I have training as a ninja. Well, not really. If we were to boil it all down, it would be more like really good espionage. It is a skill I am truly proud of too. There is no surprise too hard to handle! I have pulled off missions whose recipients are 'across the pond', and some clear across this country. It makes me feel good.

It all started with an obsession. The dark Goth/fashionista (strange combo to be sure) wanted something awesome to put on the girls bums when diapering. It gets extremely tiring to be changing the same boring cloth diaper, white in color, day in and out! Blah! I need color and excitement in my life. Thank YOU, Gen-Y Diapers! Their cloth diaper covers come in all prints, and are like Pringles; you really can't have just one! Due to my obsession, I joined their chat group(more like a group of enablers) to chat about diapers, babies, and sometimes life with other Mamas who were as obsessed with these covers as I was. Dangerous for the addiction angle of all this..oh yeah!

While chatting with these Mamas, I made fast friendships all over the world! I can now boast friendships all over the UK and all over the US. Yes, I am special! But, it also let me in their lives. Their everyday challenges, ups and downs, and of course, all the nice pretty things they coveted. This led me to think about how I could 'reward' Mamas who were taking time to be wonderful to others. My covert 'ninja missions' were born.

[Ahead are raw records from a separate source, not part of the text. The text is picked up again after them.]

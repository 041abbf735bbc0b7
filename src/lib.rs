//! Memo Cache - an in-process key-value cache with sliding TTL
//!
//! Holds opaque values under string keys and reclaims entries whose
//! time-to-live has elapsed, using a single lazily-armed background sweep
//! instead of one timer per entry. Built for short-lived memoization and
//! session-style caching inside one process: no persistence, no capacity
//! eviction, no network surface.
//!
//! # Example
//! ```no_run
//! use memo_cache::MemoCache;
//!
//! # async fn demo() {
//! let cache = MemoCache::new();
//! cache.set("session", "token".to_string(), Some(30)).await;
//! assert_eq!(cache.get("session").await.as_deref(), Some("token"));
//! # }
//! ```

pub mod cache;
pub mod config;
mod tasks;

pub use cache::{CacheEntry, CacheStats, CacheStore, MemoCache, SweepReport};
pub use config::CacheConfig;
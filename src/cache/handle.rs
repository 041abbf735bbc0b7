//! Cache Handle Module
//!
//! `MemoCache` is the public face of the crate: a cloneable handle over the
//! shared store plus the sweep scheduling that keeps expired entries from
//! accumulating.

use std::sync::Arc;
use std::time::Duration;

use tokio::sync::RwLock;
use tracing::debug;

use crate::cache::{CacheStats, CacheStore};
use crate::config::CacheConfig;
use crate::tasks::SweepState;

// == Memo Cache ==
/// In-process key-value cache with sliding per-entry TTL.
///
/// Values are opaque to the cache and returned by clone; wrap large
/// payloads in `Arc` if cloning is a concern. Every operation is total:
/// absence is signaled with `None`, never an error.
///
/// Cloning the handle shares the underlying store, so the cache can be
/// handed to the tasks that need it, the same way a shared app state would
/// be.
#[derive(Debug)]
pub struct MemoCache<V> {
    /// Shared storage, mutated only through this handle and the sweep task
    store: Arc<RwLock<CacheStore<V>>>,
    /// Sweep arming state (at most one pending sweep)
    sweep: Arc<SweepState>,
    /// One-shot sweep timer duration
    sweep_interval: Duration,
}

impl<V> Clone for MemoCache<V> {
    fn clone(&self) -> Self {
        Self {
            store: Arc::clone(&self.store),
            sweep: Arc::clone(&self.sweep),
            sweep_interval: self.sweep_interval,
        }
    }
}

impl<V> Default for MemoCache<V>
where
    V: Send + Sync + 'static,
{
    fn default() -> Self {
        Self::new()
    }
}

impl<V> MemoCache<V>
where
    V: Send + Sync + 'static,
{
    // == Constructors ==
    /// Creates an empty cache with the default configuration (1s sweep
    /// interval).
    pub fn new() -> Self {
        Self::with_config(CacheConfig::default())
    }

    /// Creates an empty cache with the given configuration.
    pub fn with_config(config: CacheConfig) -> Self {
        Self {
            store: Arc::new(RwLock::new(CacheStore::new())),
            sweep: Arc::new(SweepState::new()),
            sweep_interval: config.sweep_interval(),
        }
    }

    // == Get ==
    /// Retrieves the value for `key`, or `None` if the key was never set,
    /// was deleted, or its entry is no longer live.
    ///
    /// A successful read bumps the entry's `last_used`, sliding its
    /// deadline forward. A stale entry found here is removed immediately,
    /// so an expired value is never observable as live even before the next
    /// sweep runs.
    pub async fn get(&self, key: &str) -> Option<V>
    where
        V: Clone,
    {
        self.store.write().await.get(key)
    }

    // == Set ==
    /// Inserts or overwrites the entry for `key`.
    ///
    /// `ttl_secs` of `None` or `Some(0)` stores a permanent entry. Every
    /// call requests sweep arming; the request is ignored while a sweep is
    /// already pending.
    pub async fn set(&self, key: impl Into<String>, value: V, ttl_secs: Option<u64>) {
        self.store.write().await.set(key.into(), value, ttl_secs);
        self.sweep.arm(&self.store, self.sweep_interval).await;
    }

    // == Delete ==
    /// Removes the entry for `key` if present. Returns whether an entry was
    /// removed; deleting a missing key is a no-op.
    pub async fn delete(&self, key: &str) -> bool {
        self.store.write().await.delete(key)
    }

    // == Clear ==
    /// Discards all entries. A sweep already pending is left alone; it will
    /// find nothing to reclaim and go idle.
    pub async fn clear(&self) {
        self.store.write().await.clear();
        debug!("cache cleared");
    }

    // == Contains ==
    /// Liveness-aware existence check that does not extend the entry's
    /// life.
    pub async fn contains(&self, key: &str) -> bool {
        self.store.read().await.contains(key)
    }

    // == Length ==
    /// Number of entries currently in storage, including any stale entries
    /// the sweep has not yet reclaimed.
    pub async fn len(&self) -> usize {
        self.store.read().await.len()
    }

    /// Returns true if the cache holds no entries.
    pub async fn is_empty(&self) -> bool {
        self.store.read().await.is_empty()
    }

    // == Stats ==
    /// Snapshot of hit/miss/expiration counters.
    pub async fn stats(&self) -> CacheStats {
        self.store.read().await.stats()
    }

    // == Sweep Armed ==
    /// Returns true while a sweep cycle is scheduled. Useful for verifying
    /// that an idle cache holds no pending timer.
    pub async fn sweep_armed(&self) -> bool {
        self.sweep.is_armed().await
    }

    // == Shutdown ==
    /// Cancels a pending sweep so a cache discarded mid-lifetime leaves no
    /// scheduled callback behind. The store itself needs no teardown.
    ///
    /// Calling this is optional: an un-shutdown cache's orphaned timer
    /// exits on its next fire once the last handle is dropped.
    pub async fn shutdown(&self) {
        self.sweep.shutdown().await;
    }
}
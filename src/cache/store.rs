//! Cache Store Module
//!
//! Synchronous cache core combining HashMap storage with sliding-TTL
//! expiration. All operations are total: lookups signal absence through
//! `Option` rather than an error type, and no input is rejected.

use std::collections::HashMap;

use crate::cache::entry::current_timestamp_ms;
use crate::cache::{CacheEntry, CacheStats};

// == Sweep Report ==
/// Outcome of one sweep scan over the store.
#[derive(Debug, Clone, Copy, PartialEq, Eq)]
pub struct SweepReport {
    /// Number of expired entries removed by this scan
    pub removed: usize,
    /// Number of entries that still hold a deadline (non-zero TTL) after
    /// the scan; drives the sweep's re-arming decision
    pub pending: usize,
}

// == Cache Store ==
/// Key-value storage with per-entry sliding TTL.
///
/// `HashMap` gives exact-key lookups with no inherited or default keys, so
/// a key literally named `"toString"` is an ordinary key.
#[derive(Debug)]
pub struct CacheStore<V> {
    /// Key-value storage
    entries: HashMap<String, CacheEntry<V>>,
    /// Performance statistics
    stats: CacheStats,
}

impl<V> CacheStore<V> {
    // == Constructor ==
    /// Creates a new empty CacheStore.
    pub fn new() -> Self {
        Self {
            entries: HashMap::new(),
            stats: CacheStats::new(),
        }
    }

    // == Set ==
    /// Stores a key-value pair with an optional TTL.
    ///
    /// If the key already exists, the value is overwritten and the deadline
    /// resets to now.
    ///
    /// # Arguments
    /// * `key` - The key to store
    /// * `value` - The value to store
    /// * `ttl_secs` - Optional TTL in seconds; `None` or `Some(0)` means the
    ///   entry never expires
    pub fn set(&mut self, key: String, value: V, ttl_secs: Option<u64>) {
        self.entries.insert(key, CacheEntry::new(value, ttl_secs));
        self.stats.set_total_entries(self.entries.len());
    }

    // == Get ==
    /// Retrieves a value by key, returning `None` if the key is absent or
    /// its entry is no longer live.
    ///
    /// A stale entry found here is removed immediately rather than left for
    /// the sweep, so a logically-expired value is never returned as live. A
    /// successful read bumps `last_used`, sliding the entry's deadline
    /// forward.
    pub fn get(&mut self, key: &str) -> Option<V>
    where
        V: Clone,
    {
        match self.entries.get_mut(key) {
            Some(entry) if entry.is_live() => {
                entry.touch();
                self.stats.record_hit();
                Some(entry.value.clone())
            }
            Some(_) => {
                // Stale hit: reclaim on the spot
                self.entries.remove(key);
                self.stats.record_expirations(1);
                self.stats.set_total_entries(self.entries.len());
                self.stats.record_miss();
                None
            }
            None => {
                self.stats.record_miss();
                None
            }
        }
    }

    // == Contains ==
    /// Liveness-aware existence check. Unlike `get`, this does not bump
    /// `last_used`, so probing a key never extends its life.
    pub fn contains(&self, key: &str) -> bool {
        self.entries.get(key).is_some_and(|entry| entry.is_live())
    }

    // == Delete ==
    /// Removes the entry for `key` if present. Returns whether an entry was
    /// removed; deleting a missing key is a no-op.
    pub fn delete(&mut self, key: &str) -> bool {
        let removed = self.entries.remove(key).is_some();
        if removed {
            self.stats.set_total_entries(self.entries.len());
        }
        removed
    }

    // == Clear ==
    /// Discards all entries by replacing the storage with a fresh empty map.
    pub fn clear(&mut self) {
        self.entries = HashMap::new();
        self.stats.set_total_entries(0);
    }

    // == Sweep Expired ==
    /// Scans every entry once against a single clock reading, removing those
    /// whose deadline has passed.
    ///
    /// Permanent entries (TTL 0) are skipped entirely and never counted as
    /// pending, so a store holding only permanent entries reports
    /// `pending == 0` and lets the sweep go idle.
    pub fn sweep_expired(&mut self) -> SweepReport {
        let now = current_timestamp_ms();
        let mut removed = 0;
        let mut pending = 0;

        self.entries.retain(|_, entry| {
            if !entry.has_deadline() {
                return true;
            }
            if entry.is_live_at(now) {
                pending += 1;
                true
            } else {
                removed += 1;
                false
            }
        });

        self.stats.record_expirations(removed as u64);
        self.stats.set_total_entries(self.entries.len());
        SweepReport { removed, pending }
    }

    // == Stats ==
    /// Returns current cache statistics.
    pub fn stats(&self) -> CacheStats {
        let mut stats = self.stats.clone();
        stats.set_total_entries(self.entries.len());
        stats
    }

    // == Length ==
    /// Returns the current number of entries in the cache, including any
    /// stale entries the sweep has not yet reclaimed.
    pub fn len(&self) -> usize {
        self.entries.len()
    }

    // == Is Empty ==
    /// Returns true if the cache is empty.
    pub fn is_empty(&self) -> bool {
        self.entries.is_empty()
    }

    /// Test hook: rewinds an entry's `last_used` so expiry paths can be
    /// exercised without real sleeps.
    #[cfg(test)]
    pub(crate) fn backdate(&mut self, key: &str, by_ms: u64) {
        if let Some(entry) = self.entries.get_mut(key) {
            entry.last_used -= by_ms;
        }
    }
}

impl<V> Default for CacheStore<V> {
    fn default() -> Self {
        Self::new()
    }
}

// == Unit Tests ==
#[cfg(test)]
mod tests {
    use super::*;

    #[test]
    fn test_store_new() {
        let store: CacheStore<String> = CacheStore::new();
        assert_eq!(store.len(), 0);
        assert!(store.is_empty());
    }

    #[test]
    fn test_store_set_and_get() {
        let mut store = CacheStore::new();

        store.set("key1".to_string(), "value1".to_string(), None);
        let value = store.get("key1");

        assert_eq!(value.as_deref(), Some("value1"));
        assert_eq!(store.len(), 1);
    }

    #[test]
    fn test_store_get_nonexistent() {
        let mut store: CacheStore<String> = CacheStore::new();

        assert_eq!(store.get("nonexistent"), None);
    }

    #[test]
    fn test_store_empty_string_value_is_not_absent() {
        let mut store = CacheStore::new();

        store.set("key1".to_string(), String::new(), None);

        // An empty stored value must stay distinguishable from a miss
        assert_eq!(store.get("key1"), Some(String::new()));
        assert_eq!(store.get("missing"), None);
    }

    #[test]
    fn test_store_builtin_name_keys() {
        let mut store = CacheStore::new();

        store.set("toString".to_string(), 1u32, None);
        store.set("constructor".to_string(), 2u32, None);

        assert_eq!(store.get("toString"), Some(1));
        assert_eq!(store.get("constructor"), Some(2));
        assert_eq!(store.get("hasOwnProperty"), None);
    }

    #[test]
    fn test_store_delete() {
        let mut store = CacheStore::new();

        store.set("key1".to_string(), "value1".to_string(), None);

        assert!(store.delete("key1"));
        assert!(store.is_empty());
        assert_eq!(store.get("key1"), None);
    }

    #[test]
    fn test_store_delete_nonexistent_is_noop() {
        let mut store: CacheStore<String> = CacheStore::new();

        assert!(!store.delete("nonexistent"));
    }

    #[test]
    fn test_store_overwrite() {
        let mut store = CacheStore::new();

        store.set("key1".to_string(), "value1".to_string(), None);
        store.set("key1".to_string(), "value2".to_string(), Some(30));

        assert_eq!(store.get("key1").as_deref(), Some("value2"));
        assert_eq!(store.len(), 1);
    }

    #[test]
    fn test_store_clear() {
        let mut store = CacheStore::new();

        store.set("key1".to_string(), "value1".to_string(), None);
        store.set("key2".to_string(), "value2".to_string(), Some(30));
        store.clear();

        assert!(store.is_empty());
        assert_eq!(store.get("key1"), None);
        assert_eq!(store.get("key2"), None);
    }

    #[test]
    fn test_store_get_reclaims_stale_entry() {
        let mut store = CacheStore::new();

        store.set("key1".to_string(), "value1".to_string(), Some(10));
        store.backdate("key1", 11_000);

        // The stale hit is treated as absent and removed from storage
        assert_eq!(store.get("key1"), None);
        assert_eq!(store.len(), 0);
        assert_eq!(store.stats().expirations, 1);
    }

    #[test]
    fn test_store_contains_does_not_touch() {
        let mut store = CacheStore::new();

        store.set("key1".to_string(), "value1".to_string(), Some(10));
        store.backdate("key1", 9_500);

        // Probing does not slide the deadline, so the entry stays near expiry
        assert!(store.contains("key1"));
        store.backdate("key1", 1_000);
        assert!(!store.contains("key1"));
    }

    #[test]
    fn test_store_get_slides_deadline() {
        let mut store = CacheStore::new();

        store.set("key1".to_string(), "value1".to_string(), Some(10));
        store.backdate("key1", 9_500);

        // A read refreshes last_used, putting the deadline 10s out again
        assert_eq!(store.get("key1").as_deref(), Some("value1"));
        store.backdate("key1", 9_500);
        assert!(store.contains("key1"));
    }

    #[test]
    fn test_sweep_removes_expired_and_counts_pending() {
        let mut store = CacheStore::new();

        store.set("gone".to_string(), "a".to_string(), Some(1));
        store.set("kept".to_string(), "b".to_string(), Some(60));
        store.set("forever".to_string(), "c".to_string(), None);
        store.backdate("gone", 2_000);

        let report = store.sweep_expired();

        assert_eq!(report, SweepReport { removed: 1, pending: 1 });
        assert_eq!(store.len(), 2);
        assert_eq!(store.get("gone"), None);
        assert_eq!(store.get("kept").as_deref(), Some("b"));
        assert_eq!(store.get("forever").as_deref(), Some("c"));
    }

    #[test]
    fn test_sweep_skips_permanent_entries() {
        let mut store = CacheStore::new();

        store.set("forever1".to_string(), 1u32, None);
        store.set("forever2".to_string(), 2u32, Some(0));

        let report = store.sweep_expired();

        // Permanent entries survive and never count as pending deadlines
        assert_eq!(report, SweepReport { removed: 0, pending: 0 });
        assert_eq!(store.len(), 2);
    }

    #[test]
    fn test_sweep_empty_store() {
        let mut store: CacheStore<String> = CacheStore::new();

        let report = store.sweep_expired();

        assert_eq!(report, SweepReport { removed: 0, pending: 0 });
    }

    #[test]
    fn test_store_stats() {
        let mut store = CacheStore::new();

        store.set("key1".to_string(), "value1".to_string(), None);
        store.get("key1"); // hit
        store.get("nonexistent"); // miss

        let stats = store.stats();
        assert_eq!(stats.hits, 1);
        assert_eq!(stats.misses, 1);
        assert_eq!(stats.total_entries, 1);
    }
}
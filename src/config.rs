//! Configuration Module
//!
//! Sweep scheduling configuration with environment-variable overrides.

use std::env;
use std::time::Duration;

/// Default interval between sweep cycles, in milliseconds.
pub const DEFAULT_SWEEP_INTERVAL_MS: u64 = 1000;

/// Cache configuration parameters.
#[derive(Debug, Clone)]
pub struct CacheConfig {
    /// One-shot sweep timer duration in milliseconds. Each armed sweep
    /// fires once after this long; a shorter interval tightens the window
    /// in which an unread stale entry can linger in storage.
    pub sweep_interval_ms: u64,
}

impl CacheConfig {
    /// Creates a new CacheConfig by loading values from environment
    /// variables, falling back to defaults.
    ///
    /// # Environment Variables
    /// - `MEMO_SWEEP_INTERVAL_MS` - Sweep timer duration in milliseconds
    ///   (default: 1000)
    pub fn from_env() -> Self {
        Self {
            sweep_interval_ms: env::var("MEMO_SWEEP_INTERVAL_MS")
                .ok()
                .and_then(|v| v.parse().ok())
                .unwrap_or(DEFAULT_SWEEP_INTERVAL_MS),
        }
    }

    /// Sweep interval as a `Duration` for the tokio timer.
    pub fn sweep_interval(&self) -> Duration {
        Duration::from_millis(self.sweep_interval_ms)
    }
}

impl Default for CacheConfig {
    fn default() -> Self {
        Self {
            sweep_interval_ms: DEFAULT_SWEEP_INTERVAL_MS,
        }
    }
}
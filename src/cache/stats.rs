//! Cache Statistics Module
//!
//! Tracks cache performance metrics including hits, misses, and expirations.

use serde::Serialize;

// == Cache Stats ==
/// Tracks cache performance metrics.
#[derive(Debug, Clone, Default, Serialize)]
pub struct CacheStats {
    /// Number of successful cache retrievals
    pub hits: u64,
    /// Number of failed cache retrievals (key not found or expired)
    pub misses: u64,
    /// Number of entries removed because their TTL elapsed
    pub expirations: u64,
    /// Current number of entries in the cache
    pub total_entries: usize,
}

impl CacheStats {
    // == Constructor ==
    /// Creates a new CacheStats with all counters at zero.
    pub fn new() -> Self {
        Self::default()
    }

    // == Hit Rate ==
    /// Calculates the cache hit rate.
    ///
    /// Returns hits / (hits + misses), or 0.0 if no requests have been made.
    pub fn hit_rate(&self) -> f64 {
        let total = self.hits + self.misses;
        if total == 0 {
            0.0
        } else {
            self.hits as f64 / total as f64
        }
    }

    // == Record Hit ==
    /// Increments the hit counter.
    pub fn record_hit(&mut self) {
        self.hits += 1;
    }

    // == Record Miss ==
    /// Increments the miss counter.
    pub fn record_miss(&mut self) {
        self.misses += 1;
    }

    // == Record Expirations ==
    /// Adds to the expiration counter.
    pub fn record_expirations(&mut self, count: u64) {
        self.expirations += count;
    }

    // == Update Entry Count ==
    /// Updates the total entries count.
    pub fn set_total_entries(&mut self, count: usize) {
        self.total_entries = count;
    }
}
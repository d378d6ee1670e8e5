//! Error types for numerical integration operations.

use thiserror::Error;

/// Result type for integration operations.
pub type IntegrateResult<T> = Result<T, IntegrateError>;

/// Errors that can occur during numerical integration.
///
/// The integrators themselves never return these: depth exhaustion is
/// reported through [`AdaptiveResult::converged`](super::AdaptiveResult) and
/// a log diagnostic. [`AdaptiveResult::into_result`](super::AdaptiveResult::into_result)
/// converts a non-converged result into an error for callers that want one.
#[derive(Debug, Clone, PartialEq, Error)]
pub enum IntegrateError {
    /// Subdivision reached the depth limit before meeting the tolerance.
    ///
    /// `partial` is the best-effort value the integrator returned.
    #[error("{context}: maximum subdivision depth {max_depth} exceeded (partial result {partial})")]
    DepthExceeded {
        max_depth: usize,
        partial: f64,
        context: String,
    },
}

impl IntegrateError {
    /// The best-effort value carried by the error.
    pub fn partial(&self) -> f64 {
        match self {
            Self::DepthExceeded { partial, .. } => *partial,
        }
    }
}
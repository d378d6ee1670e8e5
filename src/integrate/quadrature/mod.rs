//! Numerical quadrature (integration) methods.
//!
//! This module provides methods for numerically computing definite integrals
//! of a function `Fn(f64) -> f64` over a finite interval.
//!
//! # Available Methods
//!
//! | Method | Kind | Accuracy |
//! |--------|------|----------|
//! | [`trapezoid`], [`trapezoid_composite`] | Fixed step | O(h²) |
//! | [`simpson`], [`simpson_composite`] | Fixed step | O(h⁴) |
//! | [`gauss2`] | Fixed, two nodes | Exact for cubics |
//! | [`simpson_adaptive`] | Adaptive, explicit work stack | To tolerance |
//! | [`gauss_adaptive`] | Adaptive, recursive | To tolerance |
//!
//! # Choosing a Method
//!
//! - **Known panel count**: [`simpson_composite`] with an even `n`
//! - **Smooth functions, error control**: [`simpson_adaptive`]
//! - **Tighter tolerances**: [`gauss_adaptive`], which keeps the tolerance
//!   fixed at every level instead of halving it
//!
//! None of the fixed-step rules validate their inputs.

mod adaptive;
mod gauss;
#[cfg(test)]
mod proptests;
mod simpson;
mod trapezoid;

/// Default number of panels for the composite rules.
pub const DEFAULT_PANELS: usize = 10;

// Re-export all public items
pub use adaptive::{
    AdaptiveMethod, AdaptiveOptions, AdaptiveResult, GAUSS_TOL, MAX_DEPTH, SIMPSON_TOL,
};
pub use gauss::{GAUSS2_NODE, gauss_adaptive, gauss2};
pub use simpson::{simpson, simpson_adaptive, simpson_composite};
pub use trapezoid::{trapezoid, trapezoid_composite};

I would scour the chat for evidence of kindness, and immediately, jot the name on a list, along with what diaper cover they were most looking forward to owning one day. Needless to say, I was not the only one thinking this, and quite a few other Mamas(the original 7; grew to 12 rapidly) began to send diaper covers with little gifts to make the recipient one happy gal.

Oh yes, it got expensive very fast, but I found that what I was looking for was the feeling that something I worked hard on(trust me, the covers are practically collectibles and can be hard to find) would be enjoyed by someone else. Bonus: the Mama wouldn't know I was sending it, so finding her address was also hard work. I enjoyed the chase! The chase for information on the Mama, of course, and also the fun that here I was chatting with her everyday, and she didn't have a clue what was on its way to her. It was always amazing to find a thank you message in my inbox and a picture of the gift. While I don't do it as often now, I still love to hit someone with some ninja love when I can.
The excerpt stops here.